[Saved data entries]
//! Retry and backoff policies.
//!
//! This module groups the knobs that control **how many** attempts a task
//! gets and **how long** to wait between them.
//!
//! ## Contents
//! - [`RetryPolicy`] attempt budget + delay schedule
//! - [`BackoffPolicy`] how retry delays evolve (first / factor / max)
//! - [`JitterPolicy`]  randomization strategy to avoid thundering herd
//!
//! ## Defaults
//! - `RetryPolicy::default()` → 3 attempts, fixed 100ms delay.
//! - `BackoffPolicy::default()` → first=100ms, factor=1.0 (constant),
//!   max=30s, jitter=None. Exponential growth is opt-in.

mod backoff;
mod jitter;
mod retry;

pub use backoff::BackoffPolicy;
pub use jitter::JitterPolicy;
pub use retry::RetryPolicy;
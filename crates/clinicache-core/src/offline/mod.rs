//! Offline cache controller.
//!
//! This module models the service-worker cache lifecycle for the hospital
//! web client:
//!
//! - `CacheStorage` / `Bucket`: named, versioned response caches on disk
//! - `Fetch` / `HttpFetcher`: the network seam
//! - `ServiceWorker`: install (precache), activate (purge stale buckets),
//!   fetch interception (cache first, then network, then offline fallback)
//! - `Registration`: register / update / unregister and message posting
//!
//! Exactly one bucket name is current at a time; every other bucket is
//! deleted when a worker activates.

pub mod bucket;
pub mod error;
pub mod fetch;
pub mod registration;
pub mod worker;

pub use bucket::{Bucket, CacheStorage};
pub use error::{OfflineError, Result};
pub use fetch::{Fetch, HttpFetcher, Request, RequestMode, Response};
pub use registration::{Registration, UpdateStatus};
pub use worker::{
    ServiceWorker, WorkerMessage, WorkerReply, WorkerState, DEFAULT_CACHE_VERSION, OFFLINE_PAGE,
    PRECACHE_MANIFEST,
};
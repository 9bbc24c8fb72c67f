//! User preferences and session state.
//!
//! This module provides:
//! - `KeyValueBackend`: string key-value storage, with a durable
//!   `FileBackend` and a session-scoped `MemoryBackend`
//! - `PreferencesService`: display preferences (theme, font size,
//!   notifications, language)
//! - `SessionService`: transient UI state (last page, search history,
//!   temporary view data)
//!
//! Both services are constructed once with an injected backend and passed
//! to the code that needs them. Reads never fail: missing or unreadable
//! values fall back to defaults.

pub mod backend;
pub mod error;
pub mod preferences;
pub mod session;

pub use backend::{FileBackend, KeyValueBackend, MemoryBackend};
pub use error::PrefsError;
pub use preferences::{FontSize, PreferencesService, Theme, UserPreferences};
pub use session::{SessionData, SessionService};
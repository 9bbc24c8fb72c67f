//! Application configuration management.
//!
//! This module handles loading the application configuration:
//! the origin that cache-through fetches resolve against, the current cache
//! version tag, the drug API base URL and an optional data directory.
//!
//! Configuration is stored at `~/.config/clinicache/config.json`.
//! `CLINICACHE_ORIGIN` and `CLINICACHE_DATA_DIR` override the file.

use std::path::PathBuf;

use anyhow::Result;
use serde::{Deserialize, Serialize};

use crate::api::DEFAULT_DRUG_API_BASE;
use crate::offline::DEFAULT_CACHE_VERSION;

/// Application name used for config/cache/data directory paths
pub const APP_NAME: &str = "clinicache";

/// Config file name
const CONFIG_FILE: &str = "config.json";

/// Durable preferences file name, kept next to the config
const PREFERENCES_FILE: &str = "preferences.json";

const DEFAULT_ORIGIN: &str = "http://localhost:5173";

const ORIGIN_ENV: &str = "CLINICACHE_ORIGIN";
const DATA_DIR_ENV: &str = "CLINICACHE_DATA_DIR";

#[derive(Debug, Clone, PartialEq, Serialize, Deserialize)]
#[serde(default)]
pub struct Config {
    pub origin: String,
    pub cache_version: String,
    pub drug_api_base: String,
    pub data_dir: Option<PathBuf>,
}

impl Default for Config {
    fn default() -> Self {
        Self {
            origin: DEFAULT_ORIGIN.to_string(),
            cache_version: DEFAULT_CACHE_VERSION.to_string(),
            drug_api_base: DEFAULT_DRUG_API_BASE.to_string(),
            data_dir: None,
        }
    }
}

impl Config {
    /// Load the config file (defaults when absent), then apply env overrides.
    pub fn load() -> Result<Self> {
        let path = Self::config_path()?;
        let mut config = if path.exists() {
            let contents = std::fs::read_to_string(&path)?;
            serde_json::from_str(&contents)?
        } else {
            Self::default()
        };
        config.apply_env_overrides(|key| std::env::var(key).ok());
        Ok(config)
    }

    /// Apply overrides from a variable lookup. Blank values are ignored.
    pub fn apply_env_overrides(&mut self, lookup: impl Fn(&str) -> Option<String>) {
        let non_blank = |key| lookup(key).filter(|v: &String| !v.trim().is_empty());
        if let Some(origin) = non_blank(ORIGIN_ENV) {
            self.origin = origin;
        }
        if let Some(dir) = non_blank(DATA_DIR_ENV) {
            self.data_dir = Some(PathBuf::from(dir));
        }
    }

    pub fn config_dir() -> Result<PathBuf> {
        let config_dir = dirs::config_dir()
            .ok_or_else(|| anyhow::anyhow!("Could not find config directory"))?;
        Ok(config_dir.join(APP_NAME))
    }

    pub fn config_path() -> Result<PathBuf> {
        Ok(Self::config_dir()?.join(CONFIG_FILE))
    }

    pub fn preferences_path() -> Result<PathBuf> {
        Ok(Self::config_dir()?.join(PREFERENCES_FILE))
    }

    /// Root of the offline cache buckets.
    pub fn cache_dir(&self) -> Result<PathBuf> {
        let cache_dir = dirs::cache_dir()
            .ok_or_else(|| anyhow::anyhow!("Could not find cache directory"))?;
        Ok(cache_dir.join(APP_NAME))
    }

    /// Directory holding the doctor and appointment collections.
    pub fn data_dir(&self) -> Result<PathBuf> {
        if let Some(ref dir) = self.data_dir {
            return Ok(dir.clone());
        }
        let data_dir = dirs::data_dir()
            .ok_or_else(|| anyhow::anyhow!("Could not find data directory"))?;
        Ok(data_dir.join(APP_NAME))
    }
}
//! Clinicache core library.
//!
//! Offline-first plumbing for a hospital doctors/appointments client:
//!
//! - [`offline`]: versioned response cache with a service-worker style
//!   install / activate / fetch lifecycle
//! - [`store`]: doctor and appointment collections with a doctor index
//! - [`prefs`]: user preferences and session data over a key-value backend
//! - [`api`]: openFDA drug label search

pub mod api;
pub mod config;
pub mod models;
pub mod offline;
pub mod prefs;
pub mod store;
pub mod utils;
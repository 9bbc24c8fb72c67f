// Registration lifecycle for the client side: which worker controls the
// page, update detection, and message posting.

use tracing::info;

use super::error::{OfflineError, Result};
use super::fetch::Fetch;
use super::worker::{ServiceWorker, WorkerMessage, WorkerReply};

/// What a successful install means for the client.
#[derive(Debug, Clone, Copy, PartialEq, Eq)]
pub enum UpdateStatus {
    /// First install: the app shell is now available offline.
    ContentCached,
    /// A newer worker replaced (or is waiting to replace) the controlling one.
    NewContentAvailable,
}

pub struct Registration<F> {
    active: Option<ServiceWorker<F>>,
    waiting: Option<ServiceWorker<F>>,
}

impl<F: Fetch> Default for Registration<F> {
    fn default() -> Self {
        Self {
            active: None,
            waiting: None,
        }
    }
}

impl<F: Fetch> Registration<F> {
    pub fn new() -> Self {
        Self::default()
    }

    /// Install `worker` and, if it skips waiting or nothing is active yet,
    /// activate it as the controller.
    pub async fn register(&mut self, mut worker: ServiceWorker<F>) -> Result<UpdateStatus> {
        worker.install().await?;

        let status = if self.controller().is_some() {
            info!(version = %worker.version(), "New content available");
            UpdateStatus::NewContentAvailable
        } else {
            info!(version = %worker.version(), "Content cached for offline use");
            UpdateStatus::ContentCached
        };

        if worker.skip_waiting_requested() || self.active.is_none() {
            self.promote(worker).await?;
        } else {
            info!(version = %worker.version(), "Installed worker waiting for clients to close");
            self.waiting = Some(worker);
        }
        Ok(status)
    }

    /// Install a newer worker version. Same lifecycle as `register`.
    pub async fn update(&mut self, worker: ServiceWorker<F>) -> Result<UpdateStatus> {
        self.register(worker).await
    }

    /// Activate the waiting worker, if any. Returns whether one was activated.
    pub async fn activate_waiting(&mut self) -> Result<bool> {
        match self.waiting.take() {
            Some(worker) => {
                self.promote(worker).await?;
                Ok(true)
            }
            None => Ok(false),
        }
    }

    /// Make `worker` the controller. The current controller keeps control
    /// unless activation succeeds.
    async fn promote(&mut self, mut worker: ServiceWorker<F>) -> Result<()> {
        // Finish writes into the old bucket before activation purges it
        if let Some(previous) = &self.active {
            previous.settle().await;
        }
        worker.activate().await?;

        if let Some(mut previous) = self.active.take() {
            previous.retire();
        }
        self.waiting = None;
        self.active = Some(worker);
        Ok(())
    }

    /// The worker controlling the client, if any.
    pub fn controller(&self) -> Option<&ServiceWorker<F>> {
        self.active.as_ref().filter(|w| w.controls_clients())
    }

    pub fn waiting(&self) -> Option<&ServiceWorker<F>> {
        self.waiting.as_ref()
    }

    /// Drop every worker. Caches are left in place. Returns whether anything was registered.
    pub async fn unregister(&mut self) -> bool {
        let mut any = false;
        for mut worker in [self.active.take(), self.waiting.take()].into_iter().flatten() {
            worker.settle().await;
            worker.retire();
            any = true;
        }
        if any {
            info!("Service worker unregistered");
        }
        any
    }

    pub fn post_message(&self, message: WorkerMessage) -> Result<WorkerReply> {
        self.controller()
            .ok_or(OfflineError::NoController)?
            .handle_message(message)
    }
}

#[cfg(test)]
mod tests {
    use super::*;
    use crate::offline::worker::tests::{storage, MockNetwork};
    use crate::offline::{Request, WorkerState, DEFAULT_CACHE_VERSION};
    use std::sync::Arc;

    #[tokio::test]
    async fn test_first_register_caches_content() {
        let (_dir, storage) = storage();
        let network = MockNetwork::with_app_shell();
        let mut registration = Registration::new();

        let status = registration
            .register(ServiceWorker::new(storage, network, DEFAULT_CACHE_VERSION))
            .await
            .unwrap();

        assert_eq!(status, UpdateStatus::ContentCached);
        assert_eq!(
            registration.controller().map(|w| w.version()),
            Some(DEFAULT_CACHE_VERSION)
        );
    }

    #[tokio::test]
    async fn test_update_replaces_controller_and_purges_old_bucket() {
        let (_dir, storage) = storage();
        let network = MockNetwork::with_app_shell();
        let mut registration = Registration::new();
        registration
            .register(ServiceWorker::new(Arc::clone(&storage), Arc::clone(&network), "v1"))
            .await
            .unwrap();

        let status = registration
            .update(ServiceWorker::new(Arc::clone(&storage), Arc::clone(&network), "v2"))
            .await
            .unwrap();

        assert_eq!(status, UpdateStatus::NewContentAvailable);
        assert_eq!(registration.controller().map(|w| w.version()), Some("v2"));
        assert_eq!(storage.keys().unwrap(), vec!["v2".to_string()]);
    }

    #[tokio::test]
    async fn test_waiting_worker_until_activated() {
        let (_dir, storage) = storage();
        let network = MockNetwork::with_app_shell();
        let mut registration = Registration::new();
        registration
            .register(ServiceWorker::new(Arc::clone(&storage), Arc::clone(&network), "v1"))
            .await
            .unwrap();

        registration
            .update(
                ServiceWorker::new(Arc::clone(&storage), Arc::clone(&network), "v2")
                    .wait_for_clients(),
            )
            .await
            .unwrap();

        assert_eq!(registration.controller().map(|w| w.version()), Some("v1"));
        assert_eq!(registration.waiting().map(|w| w.version()), Some("v2"));

        assert!(registration.activate_waiting().await.unwrap());
        assert_eq!(registration.controller().map(|w| w.version()), Some("v2"));
        assert!(registration.waiting().is_none());
    }

    #[tokio::test]
    async fn test_failed_install_keeps_current_controller() {
        let (_dir, storage) = storage();
        let network = MockNetwork::with_app_shell();
        let mut registration = Registration::new();
        registration
            .register(ServiceWorker::new(Arc::clone(&storage), Arc::clone(&network), "v1"))
            .await
            .unwrap();

        network.set_offline(true);
        let result = registration
            .update(ServiceWorker::new(Arc::clone(&storage), Arc::clone(&network), "v2"))
            .await;

        assert!(result.is_err());
        assert_eq!(registration.controller().map(|w| w.version()), Some("v1"));
    }

    #[tokio::test]
    async fn test_failed_activation_keeps_current_controller() {
        let (dir, storage) = storage();
        let network = MockNetwork::with_app_shell();
        let mut registration = Registration::new();
        registration
            .register(ServiceWorker::new(Arc::clone(&storage), Arc::clone(&network), "v1"))
            .await
            .unwrap();
        registration
            .update(
                ServiceWorker::new(Arc::clone(&storage), Arc::clone(&network), "v2")
                    .wait_for_clients(),
            )
            .await
            .unwrap();

        // Listing buckets fails once the storage root is no longer a directory
        std::fs::remove_dir_all(storage.root()).unwrap();
        std::fs::write(dir.path().join("caches"), "not a directory").unwrap();

        assert!(registration.activate_waiting().await.is_err());
        let controller = registration.controller().unwrap();
        assert_eq!(controller.version(), "v1");
        assert_eq!(controller.state(), WorkerState::Activated);
    }

    #[tokio::test]
    async fn test_post_message_requires_controller() {
        let (_dir, storage) = storage();
        let network = MockNetwork::with_app_shell();
        let mut registration = Registration::new();

        assert!(matches!(
            registration.post_message(WorkerMessage::GetVersion),
            Err(OfflineError::NoController)
        ));

        registration
            .register(ServiceWorker::new(storage, network, DEFAULT_CACHE_VERSION))
            .await
            .unwrap();
        assert_eq!(
            registration.post_message(WorkerMessage::GetVersion).unwrap(),
            WorkerReply::Version(DEFAULT_CACHE_VERSION.to_string())
        );

        assert!(registration.unregister().await);
        assert!(registration.controller().is_none());
        assert!(!registration.unregister().await);
    }

    #[tokio::test]
    async fn test_controller_serves_fetches() {
        let (_dir, storage) = storage();
        let network = MockNetwork::with_app_shell();
        let mut registration = Registration::new();
        registration
            .register(ServiceWorker::new(storage, Arc::clone(&network), DEFAULT_CACHE_VERSION))
            .await
            .unwrap();
        network.reset_calls();

        let controller = registration.controller().unwrap();
        let response = controller.handle_fetch(&Request::navigate("/")).await;
        assert_eq!(response.status, 200);
        assert_eq!(network.calls(), 0);
    }
}
//! Clinicache - offline-first hospital doctors and appointments from the command line.
//!
//! Manages the local doctor/appointment store, the versioned offline cache of
//! the web client's app shell, user preferences and openFDA drug lookups.

mod app;
mod cli;

use std::io;
use std::path::Path;

use anyhow::{Context, Result};
use clap::Parser;
use tracing::info;
use tracing_appender::non_blocking::WorkerGuard;
use tracing_subscriber::{fmt, prelude::*, EnvFilter};

use clinicache_core::config::Config;

use app::{App, AppPaths};
use cli::Cli;

/// Set to a file path to also write logs there.
const LOG_FILE_ENV: &str = "CLINICACHE_LOG_FILE";

/// Initialize the tracing subscriber for logging.
/// The returned guard flushes the file writer and must live until exit.
fn init_tracing() -> Option<WorkerGuard> {
    // Use RUST_LOG env var to control log level (e.g., RUST_LOG=debug)
    let filter = EnvFilter::try_from_default_env().unwrap_or_else(|_| EnvFilter::new("warn"));

    let (file_layer, guard) = match std::env::var(LOG_FILE_ENV) {
        Ok(path) if !path.trim().is_empty() => {
            let path = Path::new(&path);
            let dir = path.parent().filter(|p| !p.as_os_str().is_empty()).unwrap_or(Path::new("."));
            let file_name = path.file_name().unwrap_or(path.as_os_str());
            let appender = tracing_appender::rolling::never(dir, file_name);
            let (writer, guard) = tracing_appender::non_blocking(appender);
            (
                Some(fmt::layer().with_writer(writer).with_ansi(false)),
                Some(guard),
            )
        }
        _ => (None, None),
    };

    tracing_subscriber::registry()
        .with(fmt::layer().with_writer(io::stderr))
        .with(file_layer)
        .with(filter)
        .init();

    guard
}

#[tokio::main]
async fn main() -> Result<()> {
    // Load .env file if present (silently ignore if not found)
    let _ = dotenvy::dotenv();

    let _log_guard = init_tracing();

    let cli = Cli::parse();

    let config = Config::load().context("Failed to load config")?;
    let paths = AppPaths::from_config(&config)?;
    info!(origin = %config.origin, version = %config.cache_version, "Clinicache starting");

    let app = App::new(config, paths, cli.json)?;
    app.run(cli.command).await
}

> Problem description: Lines with "take": find them in the data and copy each one.

> Your solution:
        match self.waiting.take() {
        if let Some(mut previous) = self.active.take() {
        for mut worker in [self.active.take(), self.waiting.take()].into_iter().flatten() {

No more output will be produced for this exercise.